** Opening Provided data block **

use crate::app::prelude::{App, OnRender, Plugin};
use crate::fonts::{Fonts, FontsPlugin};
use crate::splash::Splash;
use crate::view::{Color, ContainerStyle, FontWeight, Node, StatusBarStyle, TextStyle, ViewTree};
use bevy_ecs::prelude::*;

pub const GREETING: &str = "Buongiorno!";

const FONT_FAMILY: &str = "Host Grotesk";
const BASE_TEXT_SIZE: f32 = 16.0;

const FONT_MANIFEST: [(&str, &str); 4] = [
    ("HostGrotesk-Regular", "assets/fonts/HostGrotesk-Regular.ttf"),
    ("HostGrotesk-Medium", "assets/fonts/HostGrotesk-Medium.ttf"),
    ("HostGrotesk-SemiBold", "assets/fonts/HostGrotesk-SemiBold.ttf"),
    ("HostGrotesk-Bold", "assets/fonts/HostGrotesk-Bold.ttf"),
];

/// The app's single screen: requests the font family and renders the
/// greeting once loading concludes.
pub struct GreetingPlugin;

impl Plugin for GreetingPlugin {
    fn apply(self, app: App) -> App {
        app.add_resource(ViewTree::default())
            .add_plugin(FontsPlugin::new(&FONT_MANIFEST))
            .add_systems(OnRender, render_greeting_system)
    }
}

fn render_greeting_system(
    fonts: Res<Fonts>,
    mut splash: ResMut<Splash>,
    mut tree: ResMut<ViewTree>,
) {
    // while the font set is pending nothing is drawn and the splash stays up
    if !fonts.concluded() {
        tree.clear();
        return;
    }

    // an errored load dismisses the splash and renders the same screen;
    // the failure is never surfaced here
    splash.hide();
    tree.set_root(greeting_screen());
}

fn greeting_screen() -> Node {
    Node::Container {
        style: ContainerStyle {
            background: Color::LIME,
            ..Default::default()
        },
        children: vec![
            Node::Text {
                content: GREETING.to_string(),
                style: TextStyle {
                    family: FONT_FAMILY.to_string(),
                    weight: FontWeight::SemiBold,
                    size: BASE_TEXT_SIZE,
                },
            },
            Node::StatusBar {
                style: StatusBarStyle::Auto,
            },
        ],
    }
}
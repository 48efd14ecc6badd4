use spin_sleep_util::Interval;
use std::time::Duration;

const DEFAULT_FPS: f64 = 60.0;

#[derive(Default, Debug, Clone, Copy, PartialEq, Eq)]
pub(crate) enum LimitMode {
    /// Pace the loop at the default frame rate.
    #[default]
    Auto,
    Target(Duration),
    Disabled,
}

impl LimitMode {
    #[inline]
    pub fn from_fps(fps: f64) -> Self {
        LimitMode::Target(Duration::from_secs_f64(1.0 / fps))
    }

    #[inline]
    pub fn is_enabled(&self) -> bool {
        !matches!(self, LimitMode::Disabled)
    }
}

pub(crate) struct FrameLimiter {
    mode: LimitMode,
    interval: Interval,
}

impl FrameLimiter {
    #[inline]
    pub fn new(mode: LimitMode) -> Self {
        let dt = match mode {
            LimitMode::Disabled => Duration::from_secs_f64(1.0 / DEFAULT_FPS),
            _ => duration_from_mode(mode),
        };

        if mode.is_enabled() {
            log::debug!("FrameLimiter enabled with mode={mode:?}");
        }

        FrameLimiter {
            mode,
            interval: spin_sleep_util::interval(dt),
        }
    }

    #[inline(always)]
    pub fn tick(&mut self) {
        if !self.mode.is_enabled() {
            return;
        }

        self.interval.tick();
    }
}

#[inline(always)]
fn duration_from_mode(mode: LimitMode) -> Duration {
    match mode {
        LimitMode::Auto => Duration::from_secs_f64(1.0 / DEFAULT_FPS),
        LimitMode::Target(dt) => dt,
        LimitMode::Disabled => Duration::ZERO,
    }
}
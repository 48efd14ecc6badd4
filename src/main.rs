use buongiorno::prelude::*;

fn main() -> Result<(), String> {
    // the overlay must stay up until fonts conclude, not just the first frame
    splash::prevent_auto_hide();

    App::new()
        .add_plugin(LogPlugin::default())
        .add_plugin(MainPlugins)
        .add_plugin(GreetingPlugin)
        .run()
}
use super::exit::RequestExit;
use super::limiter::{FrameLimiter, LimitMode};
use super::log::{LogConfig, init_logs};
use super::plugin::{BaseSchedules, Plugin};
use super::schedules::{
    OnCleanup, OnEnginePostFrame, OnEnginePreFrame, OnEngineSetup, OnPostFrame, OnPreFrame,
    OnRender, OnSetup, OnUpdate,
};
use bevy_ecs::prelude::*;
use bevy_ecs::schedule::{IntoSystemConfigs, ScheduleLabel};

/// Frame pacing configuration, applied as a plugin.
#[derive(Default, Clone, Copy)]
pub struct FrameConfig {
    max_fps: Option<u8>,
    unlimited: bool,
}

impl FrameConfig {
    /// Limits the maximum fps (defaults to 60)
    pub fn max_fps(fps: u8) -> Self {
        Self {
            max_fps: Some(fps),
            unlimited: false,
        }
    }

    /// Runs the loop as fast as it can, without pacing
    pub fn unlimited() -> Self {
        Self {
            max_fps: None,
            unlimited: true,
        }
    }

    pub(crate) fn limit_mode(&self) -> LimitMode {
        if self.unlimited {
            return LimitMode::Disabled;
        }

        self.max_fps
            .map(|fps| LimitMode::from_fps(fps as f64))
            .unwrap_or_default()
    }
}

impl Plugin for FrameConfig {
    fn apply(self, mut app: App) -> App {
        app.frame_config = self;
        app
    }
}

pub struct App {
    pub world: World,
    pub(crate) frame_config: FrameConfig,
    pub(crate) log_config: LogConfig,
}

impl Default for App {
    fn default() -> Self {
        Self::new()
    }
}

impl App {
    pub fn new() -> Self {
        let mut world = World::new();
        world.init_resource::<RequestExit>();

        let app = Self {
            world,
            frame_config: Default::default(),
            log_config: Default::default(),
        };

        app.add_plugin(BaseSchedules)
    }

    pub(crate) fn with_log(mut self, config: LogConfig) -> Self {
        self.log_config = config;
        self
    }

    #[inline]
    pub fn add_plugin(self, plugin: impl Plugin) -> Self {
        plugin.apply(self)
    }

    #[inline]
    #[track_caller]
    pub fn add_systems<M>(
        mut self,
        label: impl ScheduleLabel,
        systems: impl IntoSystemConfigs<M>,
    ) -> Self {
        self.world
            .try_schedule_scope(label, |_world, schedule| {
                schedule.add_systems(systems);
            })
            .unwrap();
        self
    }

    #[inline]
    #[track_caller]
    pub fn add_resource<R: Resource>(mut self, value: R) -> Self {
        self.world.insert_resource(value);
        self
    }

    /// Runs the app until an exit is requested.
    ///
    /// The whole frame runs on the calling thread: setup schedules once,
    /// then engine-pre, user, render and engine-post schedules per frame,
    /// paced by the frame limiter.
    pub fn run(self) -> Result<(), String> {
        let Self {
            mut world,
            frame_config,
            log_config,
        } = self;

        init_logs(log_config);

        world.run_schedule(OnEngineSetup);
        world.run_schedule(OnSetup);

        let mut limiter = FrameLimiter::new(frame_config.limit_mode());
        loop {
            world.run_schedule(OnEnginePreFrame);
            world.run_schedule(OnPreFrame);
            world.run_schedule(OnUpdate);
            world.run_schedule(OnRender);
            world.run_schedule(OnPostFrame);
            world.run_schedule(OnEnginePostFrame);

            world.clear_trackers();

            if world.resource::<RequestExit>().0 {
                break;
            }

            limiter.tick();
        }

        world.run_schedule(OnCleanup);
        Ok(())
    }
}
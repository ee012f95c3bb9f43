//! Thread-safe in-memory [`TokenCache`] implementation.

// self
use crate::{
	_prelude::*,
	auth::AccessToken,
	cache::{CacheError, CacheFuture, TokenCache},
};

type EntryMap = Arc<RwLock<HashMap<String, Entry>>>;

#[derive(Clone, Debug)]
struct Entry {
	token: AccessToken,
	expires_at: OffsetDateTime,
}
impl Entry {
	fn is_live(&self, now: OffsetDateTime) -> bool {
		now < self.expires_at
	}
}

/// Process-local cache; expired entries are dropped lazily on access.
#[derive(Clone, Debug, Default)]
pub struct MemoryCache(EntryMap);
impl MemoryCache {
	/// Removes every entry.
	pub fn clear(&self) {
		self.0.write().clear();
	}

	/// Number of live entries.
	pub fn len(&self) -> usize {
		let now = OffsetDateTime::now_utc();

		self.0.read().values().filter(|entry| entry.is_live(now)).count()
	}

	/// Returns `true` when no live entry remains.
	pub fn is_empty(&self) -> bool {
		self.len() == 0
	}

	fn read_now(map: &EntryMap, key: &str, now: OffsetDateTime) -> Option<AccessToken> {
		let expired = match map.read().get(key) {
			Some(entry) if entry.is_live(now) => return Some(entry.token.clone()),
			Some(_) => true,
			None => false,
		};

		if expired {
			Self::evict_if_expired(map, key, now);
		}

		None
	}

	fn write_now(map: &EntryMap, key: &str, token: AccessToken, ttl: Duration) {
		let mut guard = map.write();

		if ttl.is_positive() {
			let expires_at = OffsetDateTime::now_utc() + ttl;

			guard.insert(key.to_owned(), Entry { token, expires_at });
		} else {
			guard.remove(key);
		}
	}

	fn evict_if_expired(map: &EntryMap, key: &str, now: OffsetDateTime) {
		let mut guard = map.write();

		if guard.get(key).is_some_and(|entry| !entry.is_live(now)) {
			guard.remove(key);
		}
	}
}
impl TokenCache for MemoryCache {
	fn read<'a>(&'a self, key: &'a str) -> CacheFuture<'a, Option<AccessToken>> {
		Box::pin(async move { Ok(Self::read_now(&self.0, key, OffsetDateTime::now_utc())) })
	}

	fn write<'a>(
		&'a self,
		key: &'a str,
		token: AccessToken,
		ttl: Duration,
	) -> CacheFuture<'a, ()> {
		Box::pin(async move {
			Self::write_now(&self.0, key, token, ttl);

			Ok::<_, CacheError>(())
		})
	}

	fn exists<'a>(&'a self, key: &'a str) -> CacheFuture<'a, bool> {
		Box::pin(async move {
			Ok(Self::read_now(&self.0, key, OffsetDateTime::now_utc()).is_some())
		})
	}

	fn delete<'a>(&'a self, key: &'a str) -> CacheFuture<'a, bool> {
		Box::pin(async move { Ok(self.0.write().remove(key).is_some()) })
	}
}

** Closing Provided data block **

**Task prompt**
Copy all lines from the data above that contain the word "TokenCache".

**Written response**
//! Thread-safe in-memory [`TokenCache`] implementation.
	cache::{CacheError, CacheFuture, TokenCache},
impl TokenCache for MemoryCache {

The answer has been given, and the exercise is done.